RECORDS FOR THE EXERCISE START

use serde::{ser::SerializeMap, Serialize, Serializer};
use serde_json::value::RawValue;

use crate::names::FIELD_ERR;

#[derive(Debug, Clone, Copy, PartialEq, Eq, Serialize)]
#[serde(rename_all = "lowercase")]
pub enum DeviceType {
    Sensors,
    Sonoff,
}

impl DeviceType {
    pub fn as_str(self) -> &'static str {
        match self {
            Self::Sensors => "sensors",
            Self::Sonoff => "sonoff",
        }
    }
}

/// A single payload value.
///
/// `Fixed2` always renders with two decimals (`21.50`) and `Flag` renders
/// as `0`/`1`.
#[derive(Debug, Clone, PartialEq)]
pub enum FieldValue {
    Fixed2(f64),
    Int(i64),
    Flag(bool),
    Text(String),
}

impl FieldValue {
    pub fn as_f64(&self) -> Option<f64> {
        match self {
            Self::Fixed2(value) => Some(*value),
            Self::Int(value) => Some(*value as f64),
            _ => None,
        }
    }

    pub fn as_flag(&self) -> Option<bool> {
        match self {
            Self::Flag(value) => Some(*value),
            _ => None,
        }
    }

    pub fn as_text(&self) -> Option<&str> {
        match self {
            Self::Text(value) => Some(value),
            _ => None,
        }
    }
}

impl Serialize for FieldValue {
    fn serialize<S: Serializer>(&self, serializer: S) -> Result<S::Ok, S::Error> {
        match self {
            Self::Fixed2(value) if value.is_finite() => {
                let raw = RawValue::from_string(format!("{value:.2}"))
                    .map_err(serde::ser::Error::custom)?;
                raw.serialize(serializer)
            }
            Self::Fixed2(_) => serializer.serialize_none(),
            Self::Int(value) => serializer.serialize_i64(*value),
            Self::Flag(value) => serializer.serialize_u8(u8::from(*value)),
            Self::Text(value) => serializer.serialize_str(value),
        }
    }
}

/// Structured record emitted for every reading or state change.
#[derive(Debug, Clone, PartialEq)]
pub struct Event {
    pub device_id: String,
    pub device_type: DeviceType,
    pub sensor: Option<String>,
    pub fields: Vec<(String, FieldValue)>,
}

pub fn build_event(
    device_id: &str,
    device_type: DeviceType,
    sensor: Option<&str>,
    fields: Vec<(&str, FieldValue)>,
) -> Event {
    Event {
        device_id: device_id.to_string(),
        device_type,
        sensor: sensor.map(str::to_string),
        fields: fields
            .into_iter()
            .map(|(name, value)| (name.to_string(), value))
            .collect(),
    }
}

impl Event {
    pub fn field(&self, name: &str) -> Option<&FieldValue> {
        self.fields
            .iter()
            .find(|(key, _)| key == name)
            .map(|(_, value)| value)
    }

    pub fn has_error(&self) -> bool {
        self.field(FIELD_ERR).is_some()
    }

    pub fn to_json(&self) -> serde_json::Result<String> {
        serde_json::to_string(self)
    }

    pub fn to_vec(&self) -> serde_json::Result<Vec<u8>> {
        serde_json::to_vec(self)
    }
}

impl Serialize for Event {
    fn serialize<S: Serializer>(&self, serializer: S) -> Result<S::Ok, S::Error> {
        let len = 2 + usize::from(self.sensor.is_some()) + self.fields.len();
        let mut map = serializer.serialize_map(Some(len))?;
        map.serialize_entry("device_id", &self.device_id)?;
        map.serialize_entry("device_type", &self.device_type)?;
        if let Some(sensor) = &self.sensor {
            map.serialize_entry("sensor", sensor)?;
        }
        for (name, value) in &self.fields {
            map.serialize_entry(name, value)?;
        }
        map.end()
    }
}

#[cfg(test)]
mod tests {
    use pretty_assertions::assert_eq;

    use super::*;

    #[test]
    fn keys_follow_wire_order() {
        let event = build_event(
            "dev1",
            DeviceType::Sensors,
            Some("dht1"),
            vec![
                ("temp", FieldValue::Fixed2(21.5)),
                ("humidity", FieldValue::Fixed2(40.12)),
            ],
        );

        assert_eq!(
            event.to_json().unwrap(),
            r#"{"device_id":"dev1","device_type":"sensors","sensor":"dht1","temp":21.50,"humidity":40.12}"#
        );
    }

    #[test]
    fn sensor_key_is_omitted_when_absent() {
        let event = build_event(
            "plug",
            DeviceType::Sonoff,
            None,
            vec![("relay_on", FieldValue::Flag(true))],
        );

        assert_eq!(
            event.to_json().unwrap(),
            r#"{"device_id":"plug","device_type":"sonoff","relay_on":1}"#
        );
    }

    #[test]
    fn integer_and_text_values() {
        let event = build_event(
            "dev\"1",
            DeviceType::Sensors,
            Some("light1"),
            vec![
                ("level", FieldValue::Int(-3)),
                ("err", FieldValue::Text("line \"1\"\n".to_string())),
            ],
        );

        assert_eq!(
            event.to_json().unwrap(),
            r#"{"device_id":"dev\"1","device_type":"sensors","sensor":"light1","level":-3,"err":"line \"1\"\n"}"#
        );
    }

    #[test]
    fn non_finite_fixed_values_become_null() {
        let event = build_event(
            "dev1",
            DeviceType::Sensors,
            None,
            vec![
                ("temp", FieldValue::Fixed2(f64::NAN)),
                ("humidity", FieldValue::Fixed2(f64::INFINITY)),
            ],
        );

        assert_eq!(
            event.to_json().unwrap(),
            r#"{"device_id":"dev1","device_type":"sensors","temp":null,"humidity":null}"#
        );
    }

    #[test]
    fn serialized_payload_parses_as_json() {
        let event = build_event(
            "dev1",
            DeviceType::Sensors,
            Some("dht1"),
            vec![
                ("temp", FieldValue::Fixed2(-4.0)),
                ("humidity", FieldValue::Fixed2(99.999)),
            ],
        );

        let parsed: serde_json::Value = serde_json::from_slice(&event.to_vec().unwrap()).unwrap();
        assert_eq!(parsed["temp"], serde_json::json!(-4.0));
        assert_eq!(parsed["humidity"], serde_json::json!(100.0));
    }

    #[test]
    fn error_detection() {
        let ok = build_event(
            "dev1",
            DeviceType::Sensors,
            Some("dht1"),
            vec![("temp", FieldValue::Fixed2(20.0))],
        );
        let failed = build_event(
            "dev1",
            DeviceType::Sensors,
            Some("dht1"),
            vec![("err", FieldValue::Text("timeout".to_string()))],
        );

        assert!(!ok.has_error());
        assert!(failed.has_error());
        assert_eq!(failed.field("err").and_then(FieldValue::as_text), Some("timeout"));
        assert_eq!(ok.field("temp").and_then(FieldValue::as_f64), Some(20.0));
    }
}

RECORDS FOR THE EXERCISE END

§ **TASK STATEMENT**: Every record should be printed again exactly as it reads.

§ **ANSWER**:
use serde::{ser::SerializeMap, Serialize, Serializer};
use serde_json::value::RawValue;

use crate::names::FIELD_ERR;

#[derive(Debug, Clone, Copy, PartialEq, Eq, Serialize)]
#[serde(rename_all = "lowercase")]
pub enum DeviceType {
    Sensors,
    Sonoff,
}

impl DeviceType {
    pub fn as_str(self) -> &'static str {
        match self {
            Self::Sensors => "sensors",
            Self::Sonoff => "sonoff",
        }
    }
}

/// A single payload value.
///
/// `Fixed2` always renders with two decimals (`21.50`) and `Flag` renders
/// as `0`/`1`.
#[derive(Debug, Clone, PartialEq)]
pub enum FieldValue {
    Fixed2(f64),
    Int(i64),
    Flag(bool),
    Text(String),
}

impl FieldValue {
    pub fn as_f64(&self) -> Option<f64> {
        match self {
            Self::Fixed2(value) => Some(*value),
            Self::Int(value) => Some(*value as f64),
            _ => None,
        }
    }

    pub fn as_flag(&self) -> Option<bool> {
        match self {
            Self::Flag(value) => Some(*value),
            _ => None,
        }
    }

    pub fn as_text(&self) -> Option<&str> {
        match self {
            Self::Text(value) => Some(value),
            _ => None,
        }
    }
}

impl Serialize for FieldValue {
    fn serialize<S: Serializer>(&self, serializer: S) -> Result<S::Ok, S::Error> {
        match self {
            Self::Fixed2(value) if value.is_finite() => {
                let raw = RawValue::from_string(format!("{value:.2}"))
                    .map_err(serde::ser::Error::custom)?;
                raw.serialize(serializer)
            }
            Self::Fixed2(_) => serializer.serialize_none(),
            Self::Int(value) => serializer.serialize_i64(*value),
            Self::Flag(value) => serializer.serialize_u8(u8::from(*value)),
            Self::Text(value) => serializer.serialize_str(value),
        }
    }
}

/// Structured record emitted for every reading or state change.
#[derive(Debug, Clone, PartialEq)]
pub struct Event {
    pub device_id: String,
    pub device_type: DeviceType,
    pub sensor: Option<String>,
    pub fields: Vec<(String, FieldValue)>,
}

pub fn build_event(
    device_id: &str,
    device_type: DeviceType,
    sensor: Option<&str>,
    fields: Vec<(&str, FieldValue)>,
) -> Event {
    Event {
        device_id: device_id.to_string(),
        device_type,
        sensor: sensor.map(str::to_string),
        fields: fields
            .into_iter()
            .map(|(name, value)| (name.to_string(), value))
            .collect(),
    }
}

impl Event {
    pub fn field(&self, name: &str) -> Option<&FieldValue> {
        self.fields
            .iter()
            .find(|(key, _)| key == name)
            .map(|(_, value)| value)
    }

    pub fn has_error(&self) -> bool {
        self.field(FIELD_ERR).is_some()
    }

    pub fn to_json(&self) -> serde_json::Result<String> {
        serde_json::to_string(self)
    }

    pub fn to_vec(&self) -> serde_json::Result<Vec<u8>> {
        serde_json::to_vec(self)
    }
}

impl Serialize for Event {
    fn serialize<S: Serializer>(&self, serializer: S) -> Result<S::Ok, S::Error> {
        let len = 2 + usize::from(self.sensor.is_some()) + self.fields.len();
        let mut map = serializer.serialize_map(Some(len))?;
        map.serialize_entry("device_id", &self.device_id)?;
        map.serialize_entry("device_type", &self.device_type)?;
        if let Some(sensor) = &self.sensor {
            map.serialize_entry("sensor", sensor)?;
        }
        for (name, value) in &self.fields {
            map.serialize_entry(name, value)?;
        }
        map.end()
    }
}

#[cfg(test)]
mod tests {
    use pretty_assertions::assert_eq;

    use super::*;

    #[test]
    fn keys_follow_wire_order() {
        let event = build_event(
            "dev1",
            DeviceType::Sensors,
            Some("dht1"),
            vec![
                ("temp", FieldValue::Fixed2(21.5)),
                ("humidity", FieldValue::Fixed2(40.12)),
            ],
        );

        assert_eq!(
            event.to_json().unwrap(),
            r#"{"device_id":"dev1","device_type":"sensors","sensor":"dht1","temp":21.50,"humidity":40.12}"#
        );
    }

    #[test]
    fn sensor_key_is_omitted_when_absent() {
        let event = build_event(
            "plug",
            DeviceType::Sonoff,
            None,
            vec![("relay_on", FieldValue::Flag(true))],
        );

        assert_eq!(
            event.to_json().unwrap(),
            r#"{"device_id":"plug","device_type":"sonoff","relay_on":1}"#
        );
    }

    #[test]
    fn integer_and_text_values() {
        let event = build_event(
            "dev\"1",
            DeviceType::Sensors,
            Some("light1"),
            vec![
                ("level", FieldValue::Int(-3)),
                ("err", FieldValue::Text("line \"1\"\n".to_string())),
            ],
        );

        assert_eq!(
            event.to_json().unwrap(),
            r#"{"device_id":"dev\"1","device_type":"sensors","sensor":"light1","level":-3,"err":"line \"1\"\n"}"#
        );
    }

    #[test]
    fn non_finite_fixed_values_become_null() {
        let event = build_event(
            "dev1",
            DeviceType::Sensors,
            None,
            vec![
                ("temp", FieldValue::Fixed2(f64::NAN)),
                ("humidity", FieldValue::Fixed2(f64::INFINITY)),
            ],
        );

        assert_eq!(
            event.to_json().unwrap(),
            r#"{"device_id":"dev1","device_type":"sensors","temp":null,"humidity":null}"#
        );
    }

    #[test]
    fn serialized_payload_parses_as_json() {
        let event = build_event(
            "dev1",
            DeviceType::Sensors,
            Some("dht1"),
            vec![
                ("temp", FieldValue::Fixed2(-4.0)),
                ("humidity", FieldValue::Fixed2(99.999)),
            ],
        );

        let parsed: serde_json::Value = serde_json::from_slice(&event.to_vec().unwrap()).unwrap();
        assert_eq!(parsed["temp"], serde_json::json!(-4.0));
        assert_eq!(parsed["humidity"], serde_json::json!(100.0));
    }

    #[test]
    fn error_detection() {
        let ok = build_event(
            "dev1",
            DeviceType::Sensors,
            Some("dht1"),
            vec![("temp", FieldValue::Fixed2(20.0))],
        );
        let failed = build_event(
            "dev1",
            DeviceType::Sensors,
            Some("dht1"),
            vec![("err", FieldValue::Text("timeout".to_string()))],
        );

        assert!(!ok.has_error());
        assert!(failed.has_error());
        assert_eq!(failed.field("err").and_then(FieldValue::as_text), Some("timeout"));
        assert_eq!(ok.field("temp").and_then(FieldValue::as_f64), Some(20.0));
    }
}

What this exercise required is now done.